It’s a bit of a shame really, as it makes data sources considerably less palatable to use at scale (lets say you need to configure 5 different groups with access to 500 Git repositories, and 50 groups on another 10 … suddenly you’re doing 3000 API operations just to resolve group names to IDs, a mostly unchanging mapping, on every single Terraform run).

I guess I could cheat with a custom provider, that implements the lookup semantics you’d expect to be data source, but write it as a managed resource instead.

apparentlymart · November 2, 2022, 1:49am

I think the real answer to this valid complaint is to extend the provider protocol so that providers can somehow declare that they are able to coalesce certain lookups into a single batch request, and then have Terraform Core detect those opportunities and ask the provider only a single question to get many results.

If by “git repositories” you mean GitHub then the GitHub provider in particular seems like it would have particularly good opportunities for batching using GitHub’s GraphQL API, because request size limits aside you can in principle batch together any combination of queries into a single call.

This idea has been around for a long time but it’s behind various other work for our team which maintains the provider development libraries, and there’s no point in Terraform Core supporting it if there’s no API for provider developers to use it. The current umbrella issue for that (and various other coalescing/batching/caching/etc scenarios) is here, though:

github.com/hashicorp/terraform-plugin-sdk

Determine provider SDK strategy for minimizing API calls

opened 12:57PM - 11 Jun 19 UTC

radeksimko

enhancement upstream-protocol

## Data sources Data sources currently can't take advantage of Etag-based (or… really any other) caching. Whenever a data source is refreshed, the SDK does not read any existing state, so etag is ignored, even if it's stored there as a computed attribute. ## Resources While resources can technically be cached on Etag basis, I think we could do better and make it easier for arbitrary APIs which follow the convention and use the `Etag` header, perhaps through some helper functions that can be plugged in as HTTP transports or something like that. To start with we could adopt https://github.com/terraform-providers/terraform-provider-github/blob/2eaf170dbd1efa403d3bce08ade826c827a4063b/github/transport.go#L21-L40 in some form to the SDK.

I’d love to get to this eventually, since I agree that the current one-request-per-block design does make it hard to use providers where typical uses involve hundreds of instances of the same or similar resource types / data sources.

If you do want to write a custom provider though, you could potentially write one which offers a single data source that just takes a big GitHub GraphQL query and the parameter values for that query and returns the result. Then you could batch together as many requests as make sense given the dependencies between the objects into one lookup, and have it still be a data resource.

maxb · November 3, 2022, 12:08am

There are rather a lot of ways Terraform’s core could be changed to address different subsets of this class of challenges, indeed.

1) Coalesce duplicate data source lookups within Terraform core

Without any change to the provider protocol at all, one incremental improvement might be to identify data source blocks which are exactly the same.
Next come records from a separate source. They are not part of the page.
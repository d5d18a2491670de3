//! Comma separated point and polygon inputs without headers

// standard library
use std::fs::File;
use std::io::Read;
use std::path::Path;

// crate modules
use crate::error::Result;

// external crates
use csv::{Reader, ReaderBuilder, Trim};
use log::debug;
use serde::Deserialize;

/// Scattered survey point, one `x,y,z` row
#[derive(Debug, Clone, Copy, PartialEq, Deserialize)]
pub struct Point {
    pub x: f64,
    pub y: f64,
    pub z: f64,
}

impl Point {
    pub fn new(x: f64, y: f64, z: f64) -> Self {
        Self { x, y, z }
    }
}

/// Polygon vertex with its attribute, one `shapeid,x,y,attr` row
#[derive(Debug, Clone, Copy, PartialEq, Deserialize)]
pub struct PolygonRow {
    pub shapeid: i64,
    pub x: f64,
    pub y: f64,
    pub attr: f64,
}

/// Read `x,y,z` points from a csv file
///
/// ```rust, no_run
/// # use hydromesh_interp::read_points;
/// let points = read_points("./survey.csv").unwrap();
/// println!("{} points", points.len());
/// ```
pub fn read_points<P: AsRef<Path>>(path: P) -> Result<Vec<Point>> {
    read_points_from(File::open(path)?)
}

/// Read `x,y,z` points from any reader
pub fn read_points_from<R: Read>(reader: R) -> Result<Vec<Point>> {
    let points = csv_reader(reader)
        .deserialize::<Point>()
        .collect::<std::result::Result<Vec<Point>, csv::Error>>()?;
    debug!("read {} points", points.len());
    Ok(points)
}

/// Read `shapeid,x,y,attr` polygon rows from a csv file
pub fn read_polygon_rows<P: AsRef<Path>>(path: P) -> Result<Vec<PolygonRow>> {
    read_polygon_rows_from(File::open(path)?)
}

/// Read `shapeid,x,y,attr` polygon rows from any reader
pub fn read_polygon_rows_from<R: Read>(reader: R) -> Result<Vec<PolygonRow>> {
    Ok(csv_reader(reader)
        .deserialize::<PolygonRow>()
        .collect::<std::result::Result<Vec<PolygonRow>, csv::Error>>()?)
}

fn csv_reader<R: Read>(reader: R) -> Reader<R> {
    ReaderBuilder::new()
        .has_headers(false)
        .trim(Trim::All)
        .from_reader(reader)
}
This would come into play when you have a configuration consisting of many module instances (e.g. provisioning a bunch of GitHub repositories, using a module to encapsulate certain conventions), and inside each of those module instances there is a data source looking up the IDs of groups to be permissioned access on the repository … except the same groups (e.g. “all-developers-in-my-org”) are used in many module instances.

2) Providers able to handle multiple related data lookups in a batch

i.e. Your suggestion from the start of your message

It could work, but it’s so dependent on the underlying infrastructure API having a viable “multi-lookup” API, that I fear it won’t help much for anything that’s plain REST.

3) Going back to near the start of this topic - what if Terraform DID gain support for reading previous data source results out of state?

I know, you weren’t very enthusiastic about this one… but would it actually be prohibitively difficult to implement?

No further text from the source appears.